Greg Linden’s blog is an excellent source of insightful posts on personalization technology. A while ago he posted a link to a collection of material from KDD about the Netflix Prize: a challenge where one has to predict how much you will like a particular movie based on your history of movies you’ve seen and based on others’ ratings of movies they’ve seen.
What’s notable is that some of the current competition leaders have written extensive papers about their approach. BellKor’s approach is quite simple and combines nearest-neighbor ideas with a more global factor model. On the other hand, Gravity employs a diverse collection of tools, including matrix factorization, neural networks, nearest neighbor models and clustering. The Gravity team provides an interesting picture of their factor model for movie Constantine:
They assume adjacent factors to be correlated, they infer this matrix purely from the ratings data, and they named some of the factors manually in the end. Compare their annotations with the hand-designed list of genres (Action / Drama / Fantasy / Horror / Thriller) or keywords (Androgyny / Twin / Black Cat / Christian Horror / Electrocution / …) assigned to the movie by human editors. Many of these keywords might rarely be relevant for determining whether the movie is worth seeing or not.

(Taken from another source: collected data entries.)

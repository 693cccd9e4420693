//! Shared-memory regions backed by client descriptors.
//!
//! A [`Memory`] owns the descriptor and a `MAP_SHARED` read/write mapping of
//! the declared size. Both are released in `Drop`, exactly once.

use std::os::fd::{AsRawFd, OwnedFd, RawFd};
use std::ptr::NonNull;

use super::StoreError;

/// A mapped shared-memory region.
pub struct Memory {
    fd: OwnedFd,
    ptr: NonNull<u8>,
    size: usize,
}

// SAFETY: the mapping is process-wide and only touched through bounds-checked
// copies. Access is serialized by the store's mutex.
unsafe impl Send for Memory {}
unsafe impl Sync for Memory {}

impl Memory {
    /// Validate `fd` and map `size` bytes of it.
    ///
    /// The descriptor must be a regular file (memfd, shm or tmpfile) at least
    /// `size` bytes long. `ENOMEM` from `mmap` is reported as out-of-memory;
    /// every other failure is an invalid request.
    pub fn map(fd: OwnedFd, size: u64) -> Result<Self, StoreError> {
        if size == 0 {
            return Err(StoreError::invalid("memory size must be non-zero"));
        }
        let len = usize::try_from(size)
            .map_err(|e| StoreError::invalid(format!("memory size {size}: {e}")))?;

        validate_backing(fd.as_raw_fd(), size)?;

        let ptr = unsafe {
            libc::mmap(
                std::ptr::null_mut(),
                len,
                libc::PROT_READ | libc::PROT_WRITE,
                libc::MAP_SHARED,
                fd.as_raw_fd(),
                0,
            )
        };
        if ptr == libc::MAP_FAILED {
            let err = std::io::Error::last_os_error();
            return Err(match err.raw_os_error() {
                Some(libc::ENOMEM) => StoreError::OutOfMemory(format!("mmap {size} bytes: {err}")),
                _ => StoreError::invalid(format!("mmap {size} bytes: {err}")),
            });
        }
        let Some(ptr) = NonNull::new(ptr.cast::<u8>()) else {
            return Err(StoreError::invalid("mmap returned null"));
        };

        log::debug!("[store] mapped {size} bytes from fd {}", fd.as_raw_fd());
        Ok(Self { fd, ptr, size: len })
    }

    /// Declared size in bytes.
    pub fn size(&self) -> u64 {
        self.size as u64
    }

    /// Underlying descriptor (for diagnostics).
    pub fn raw_fd(&self) -> RawFd {
        self.fd.as_raw_fd()
    }

    /// Copy `buf.len()` bytes starting at `offset` out of the region.
    pub fn read(&self, offset: u64, buf: &mut [u8]) -> Result<(), StoreError> {
        let start = self.check_range(offset, buf.len())?;
        // SAFETY: range checked against the mapping length above.
        unsafe {
            std::ptr::copy_nonoverlapping(self.ptr.as_ptr().add(start), buf.as_mut_ptr(), buf.len());
        }
        Ok(())
    }

    /// Copy `data` into the region at `offset`.
    pub fn write(&self, offset: u64, data: &[u8]) -> Result<(), StoreError> {
        let start = self.check_range(offset, data.len())?;
        // SAFETY: range checked against the mapping length above. The client
        // may write concurrently; the mapping stays valid until drop.
        unsafe {
            std::ptr::copy_nonoverlapping(data.as_ptr(), self.ptr.as_ptr().add(start), data.len());
        }
        Ok(())
    }

    fn check_range(&self, offset: u64, len: usize) -> Result<usize, StoreError> {
        let end = offset.checked_add(len as u64);
        match end {
            Some(end) if end <= self.size as u64 => Ok(offset as usize),
            _ => Err(StoreError::invalid(format!(
                "range {offset}+{len} outside memory of {} bytes",
                self.size
            ))),
        }
    }
}

impl Drop for Memory {
    fn drop(&mut self) {
        // SAFETY: ptr/size come from a successful mmap and are unmapped once.
        let rc = unsafe { libc::munmap(self.ptr.as_ptr().cast(), self.size) };
        if rc != 0 {
            log::warn!(
                "[store] munmap of {} bytes failed: {}",
                self.size,
                std::io::Error::last_os_error()
            );
        }
    }
}

impl std::fmt::Debug for Memory {
    fn fmt(&self, f: &mut std::fmt::Formatter<'_>) -> std::fmt::Result {
        f.debug_struct("Memory")
            .field("fd", &self.fd.as_raw_fd())
            .field("size", &self.size)
            .finish_non_exhaustive()
    }
}

/// Reject descriptors that are not regular files or are shorter than `size`.
fn validate_backing(fd: RawFd, size: u64) -> Result<(), StoreError> {
    let mut st = std::mem::MaybeUninit::<libc::stat>::uninit();
    if unsafe { libc::fstat(fd, st.as_mut_ptr()) } != 0 {
        let err = std::io::Error::last_os_error();
        return Err(StoreError::invalid(format!("fstat: {err}")));
    }
    // SAFETY: fstat succeeded and initialised the struct.
    let st = unsafe { st.assume_init() };

    if st.st_mode & libc::S_IFMT != libc::S_IFREG {
        return Err(StoreError::invalid("memory descriptor is not a regular file"));
    }
    if (st.st_size as u64) < size {
        return Err(StoreError::invalid(format!(
            "backing file is {} bytes, declared {size}",
            st.st_size
        )));
    }
    Ok(())
}

#[cfg(test)]
mod tests {
    use super::*;
    use std::os::fd::FromRawFd;

    fn backing(len: u64) -> OwnedFd {
        let file = tempfile::tempfile().unwrap();
        file.set_len(len).unwrap();
        OwnedFd::from(file)
    }

    #[test]
    fn test_map_write_read() {
        let mem = Memory::map(backing(4096), 4096).unwrap();
        mem.write(100, &[1, 2, 3, 4]).unwrap();
        let mut out = [0u8; 4];
        mem.read(100, &mut out).unwrap();
        assert_eq!(out, [1, 2, 3, 4]);
        assert_eq!(mem.size(), 4096);
    }

    #[test]
    fn test_writes_are_visible_through_the_file() {
        use std::io::{Read, Seek, SeekFrom};

        let file = tempfile::tempfile().unwrap();
        file.set_len(64).unwrap();
        let mut reader = file.try_clone().unwrap();
        let mem = Memory::map(OwnedFd::from(file), 64).unwrap();
        mem.write(8, b"shared").unwrap();

        let mut out = [0u8; 6];
        reader.seek(SeekFrom::Start(8)).unwrap();
        reader.read_exact(&mut out).unwrap();
        assert_eq!(&out, b"shared");
    }

    #[test]
    fn test_zero_size_rejected() {
        let err = Memory::map(backing(16), 0).unwrap_err();
        assert!(matches!(err, StoreError::InvalidRequest(_)));
    }

    #[test]
    fn test_short_backing_rejected() {
        let err = Memory::map(backing(100), 4096).unwrap_err();
        assert!(matches!(err, StoreError::InvalidRequest(_)));
    }

    #[test]
    fn test_pipe_rejected() {
        let mut fds = [0i32; 2];
        assert_eq!(unsafe { libc::pipe(fds.as_mut_ptr()) }, 0);
        let (r, _w) = unsafe { (OwnedFd::from_raw_fd(fds[0]), OwnedFd::from_raw_fd(fds[1])) };
        let err = Memory::map(r, 16).unwrap_err();
        assert!(matches!(err, StoreError::InvalidRequest(_)));
    }

    #[test]
    fn test_out_of_range_access_rejected() {
        let mem = Memory::map(backing(32), 32).unwrap();
        assert!(mem.write(30, &[0; 4]).is_err());
        assert!(mem.read(u64::MAX, &mut [0; 1]).is_err());
        assert!(mem.write(28, &[0; 4]).is_ok());
    }
}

In recent weeks, the two currently leading groups (judging from the leaderboard) were formed by fusing the AT&T Labs group BellKor with another researcher into KorBell, and the Hungarian BME group with the Princeton into Gravity-Dinosaurs) have consolidated their efforts: as it is becoming clear that several models are better than just one. I am not sure either group used background knowledge that can be obtained by crawling the web or using other databases. At the moment, both groups are at around 8.4% improvement over baseline. They need 10% improvement over baseline to win the $1e6 grand prize, and a year ago the improvement was 4.5%.

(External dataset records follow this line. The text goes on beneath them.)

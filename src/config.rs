//! Configuration loading and persistence.
//!
//! Reads `config.json` from the vrms config directory, applies `VRMS_*`
//! environment overrides, and falls back to defaults when no file exists.

use anyhow::{Context, Result};
use serde::{Deserialize, Serialize};
#[cfg(unix)]
use std::os::unix::fs::PermissionsExt;
use std::time::Duration;
use std::{fs, path::PathBuf};

use crate::constants::{
    DEFAULT_HEAD_TRACKER_POLL, DEFAULT_HOTPLUG_POLL, DEFAULT_IDLE_TIMEOUT,
    DEFAULT_MAX_OBJECTS_PER_SCENE, DEFAULT_SCRIPT_TICK,
};
use crate::server::ServerConfig;

/// Configuration for the vrms server.
#[derive(Serialize, Deserialize, Clone, Debug, PartialEq)]
#[serde(default)]
pub struct Config {
    /// Listening socket path. Defaults to [`default_socket_path`].
    #[serde(skip_serializing_if = "Option::is_none")]
    pub socket_path: Option<PathBuf>,
    /// Seconds of silence before a connection is closed. `0` disables.
    pub idle_timeout_secs: u64,
    /// Live objects allowed per scene.
    pub max_objects_per_scene: usize,
    /// Background modules.
    pub modules: ModulesConfig,
    /// Append log output here instead of stderr.
    #[serde(skip_serializing_if = "Option::is_none")]
    pub log_file: Option<PathBuf>,
}

impl Default for Config {
    fn default() -> Self {
        Self {
            socket_path: None,
            idle_timeout_secs: DEFAULT_IDLE_TIMEOUT.as_secs(),
            max_objects_per_scene: DEFAULT_MAX_OBJECTS_PER_SCENE,
            modules: ModulesConfig::default(),
            log_file: None,
        }
    }
}

/// Which built-in modules run, and how.
#[derive(Serialize, Deserialize, Clone, Debug, PartialEq)]
#[serde(default)]
pub struct ModulesConfig {
    /// Pose record source. Head tracking is off when unset.
    pub head_tracker_device: Option<PathBuf>,
    /// Head tracker poll interval in milliseconds.
    pub head_tracker_poll_ms: u64,
    /// DRM directory to watch. Hotplug is off when unset.
    pub hotplug_dir: Option<PathBuf>,
    /// Hotplug rescan interval in milliseconds.
    pub hotplug_poll_ms: u64,
    /// Lua script to run. Scripting is off when unset.
    pub script: Option<PathBuf>,
    /// Script tick interval in milliseconds.
    pub script_tick_ms: u64,
}

impl Default for ModulesConfig {
    fn default() -> Self {
        Self {
            head_tracker_device: None,
            head_tracker_poll_ms: millis(DEFAULT_HEAD_TRACKER_POLL),
            hotplug_dir: Some(PathBuf::from("/dev/dri")),
            hotplug_poll_ms: millis(DEFAULT_HOTPLUG_POLL),
            script: None,
            script_tick_ms: millis(DEFAULT_SCRIPT_TICK),
        }
    }
}

fn millis(d: Duration) -> u64 {
    u64::try_from(d.as_millis()).unwrap_or(u64::MAX)
}

impl Config {
    /// Returns the configuration directory path, creating it if necessary.
    ///
    /// Directory selection priority:
    /// 1. `#[cfg(test)]` (unit tests): `tmp/vrms-test`
    /// 2. `VRMS_CONFIG_DIR` env var
    /// 3. Default: platform config dir + `vrms`
    pub fn config_dir() -> Result<PathBuf> {
        let dir = {
            #[cfg(test)]
            {
                PathBuf::from(env!("CARGO_MANIFEST_DIR")).join("tmp/vrms-test")
            }

            #[cfg(not(test))]
            {
                if let Ok(dir) = std::env::var("VRMS_CONFIG_DIR") {
                    PathBuf::from(dir)
                } else {
                    dirs::config_dir()
                        .context("Could not determine config directory")?
                        .join("vrms")
                }
            }
        };
        fs::create_dir_all(&dir)
            .with_context(|| format!("Failed to create config dir: {}", dir.display()))?;
        Ok(dir)
    }

    /// Loads configuration from file, with environment variable overrides.
    ///
    /// A missing file yields defaults. A file that exists but does not parse
    /// is an error.
    pub fn load() -> Result<Self> {
        let mut config = Self::load_from_file()?;
        config.apply_env_overrides();
        Ok(config)
    }

    fn load_from_file() -> Result<Self> {
        let config_path = Self::config_dir()?.join("config.json");
        if !config_path.exists() {
            return Ok(Self::default());
        }
        let content = fs::read_to_string(&config_path)
            .with_context(|| format!("Failed to read {}", config_path.display()))?;
        Self::from_json(&content)
            .with_context(|| format!("Invalid config file {}", config_path.display()))
    }

    /// Parse a config document. Missing fields take their defaults.
    pub fn from_json(content: &str) -> Result<Self> {
        Ok(serde_json::from_str(content)?)
    }

    fn apply_env_overrides(&mut self) {
        self.apply_overrides(|key| std::env::var(key).ok());
    }

    /// Apply `VRMS_*` overrides read through `lookup`. Unparseable numbers
    /// are ignored. An empty path disables the corresponding module.
    pub fn apply_overrides(&mut self, lookup: impl Fn(&str) -> Option<String>) {
        if let Some(path) = lookup("VRMS_SOCKET_PATH") {
            self.socket_path = Some(PathBuf::from(path));
        }

        if let Some(timeout) = lookup("VRMS_IDLE_TIMEOUT") {
            if let Ok(secs) = timeout.parse::<u64>() {
                self.idle_timeout_secs = secs;
            }
        }

        if let Some(max) = lookup("VRMS_MAX_OBJECTS") {
            if let Ok(max) = max.parse::<usize>() {
                self.max_objects_per_scene = max;
            }
        }

        if let Some(device) = lookup("VRMS_HEAD_TRACKER_DEVICE") {
            self.modules.head_tracker_device = non_empty_path(device);
        }

        if let Some(dir) = lookup("VRMS_HOTPLUG_DIR") {
            self.modules.hotplug_dir = non_empty_path(dir);
        }

        if let Some(script) = lookup("VRMS_SCRIPT") {
            self.modules.script = non_empty_path(script);
        }

        if let Some(file) = lookup("VRMS_LOG_FILE") {
            self.log_file = non_empty_path(file);
        }
    }

    /// Persists the current configuration to disk.
    pub fn save(&self) -> Result<()> {
        let config_path = Self::config_dir()?.join("config.json");
        fs::write(&config_path, serde_json::to_string_pretty(self)?)?;

        // Set restrictive permissions (owner read/write only)
        #[cfg(unix)]
        fs::set_permissions(&config_path, fs::Permissions::from_mode(0o600))?;

        Ok(())
    }

    /// Idle timeout, `None` when disabled.
    pub fn idle_timeout(&self) -> Option<Duration> {
        (self.idle_timeout_secs > 0).then(|| Duration::from_secs(self.idle_timeout_secs))
    }

    /// Effective socket path.
    pub fn socket_path(&self) -> PathBuf {
        self.socket_path.clone().unwrap_or_else(default_socket_path)
    }

    /// Listener settings derived from this config.
    pub fn server_config(&self) -> ServerConfig {
        ServerConfig { socket_path: self.socket_path(), idle_timeout: self.idle_timeout() }
    }
}

fn non_empty_path(value: String) -> Option<PathBuf> {
    (!value.is_empty()).then(|| PathBuf::from(value))
}

/// `$XDG_RUNTIME_DIR/vrms.sock`, else `/tmp/vrms-{uid}/vrms.sock`.
pub fn default_socket_path() -> PathBuf {
    match std::env::var_os("XDG_RUNTIME_DIR") {
        Some(dir) if !dir.is_empty() => PathBuf::from(dir).join("vrms.sock"),
        _ => {
            // SAFETY: getuid has no preconditions and cannot fail.
            let uid = unsafe { libc::getuid() };
            PathBuf::from(format!("/tmp/vrms-{uid}/vrms.sock"))
        }
    }
}

#[cfg(test)]
mod tests {
    use super::*;
    use std::collections::HashMap;

    fn env(pairs: &[(&str, &str)]) -> impl Fn(&str) -> Option<String> {
        let map: HashMap<String, String> =
            pairs.iter().map(|(k, v)| ((*k).to_owned(), (*v).to_owned())).collect();
        move |key| map.get(key).cloned()
    }

    #[test]
    fn test_default_config() {
        let config = Config::default();
        assert_eq!(config.idle_timeout_secs, 300);
        assert_eq!(config.idle_timeout(), Some(Duration::from_secs(300)));
        assert_eq!(config.max_objects_per_scene, DEFAULT_MAX_OBJECTS_PER_SCENE);
        assert_eq!(config.modules.hotplug_dir, Some(PathBuf::from("/dev/dri")));
        assert!(config.modules.head_tracker_device.is_none());
        assert!(config.modules.script.is_none());
    }

    #[test]
    fn test_partial_json_takes_defaults() {
        let config =
            Config::from_json(r#"{"idle_timeout_secs": 0, "modules": {"script": "/x.lua"}}"#)
                .unwrap();
        assert_eq!(config.idle_timeout(), None);
        assert_eq!(config.modules.script, Some(PathBuf::from("/x.lua")));
        assert_eq!(config.modules.script_tick_ms, 16);
        assert_eq!(config.modules.hotplug_dir, Some(PathBuf::from("/dev/dri")));
    }

    #[test]
    fn test_invalid_json_is_an_error() {
        assert!(Config::from_json("{not json").is_err());
        assert!(Config::from_json(r#"{"idle_timeout_secs": "soon"}"#).is_err());
    }

    #[test]
    fn test_env_overrides() {
        let mut config = Config::default();
        config.apply_overrides(env(&[
            ("VRMS_SOCKET_PATH", "/run/test/vrms.sock"),
            ("VRMS_IDLE_TIMEOUT", "7"),
            ("VRMS_MAX_OBJECTS", "12"),
            ("VRMS_HOTPLUG_DIR", ""),
            ("VRMS_SCRIPT", "/etc/vrms/body.lua"),
        ]));
        assert_eq!(config.socket_path(), PathBuf::from("/run/test/vrms.sock"));
        assert_eq!(config.idle_timeout(), Some(Duration::from_secs(7)));
        assert_eq!(config.max_objects_per_scene, 12);
        assert!(config.modules.hotplug_dir.is_none());
        assert_eq!(config.modules.script, Some(PathBuf::from("/etc/vrms/body.lua")));
    }

    #[test]
    fn test_unparseable_numbers_ignored() {
        let mut config = Config::default();
        config.apply_overrides(env(&[("VRMS_IDLE_TIMEOUT", "forever"), ("VRMS_MAX_OBJECTS", "-1")]));
        assert_eq!(config, Config::default());
    }

    #[test]
    fn test_serialization_round_trip_omits_unset_paths() {
        let config = Config::default();
        let json = serde_json::to_string(&config).unwrap();
        assert!(!json.contains("socket_path"));
        assert!(!json.contains("log_file"));
        assert_eq!(Config::from_json(&json).unwrap(), config);
    }

    #[test]
    fn test_server_config_uses_overrides() {
        let mut config = Config::default();
        config.socket_path = Some(PathBuf::from("/tmp/a.sock"));
        config.idle_timeout_secs = 0;
        let server = config.server_config();
        assert_eq!(server.socket_path, PathBuf::from("/tmp/a.sock"));
        assert!(server.idle_timeout.is_none());
    }

    #[test]
    fn test_default_socket_path_file_name() {
        assert_eq!(default_socket_path().file_name().unwrap(), "vrms.sock");
    }
}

This is just another piece of support for the Epicurus’ principle of multiple explanations (“Keep all hypotheses that are consistent with the facts!”, often used by proponents of algorithmic probability as a summary of a longer statement from his letter to Herodotus, “If then we think that an event could happen in one or other particular way out of several, we shall be as tranquil when we recognize that it actually comes about in more ways than one as if we knew that it happens in this particular way.”) leads to superior practical results. This corresponds to the Bayesian practice of integrating over all possible parameter settings (but assigning them weights in proportion to their predictive power – likelihood – and in proportion to our a priori trust in them – prior) instead of picking just the best one. To the famous statement “All models are wrong, but some are useful.” we should add “but use them all!”
[Correction 10/12:] Chris Volinsky kindly corrected my statement that BellKor combined their predictions with others groups (although other groups offered this). They did not do that, and they argue against this approach. They did, however, combine researchers Bell, Koren with researcher Volinsky into the KorBell approach.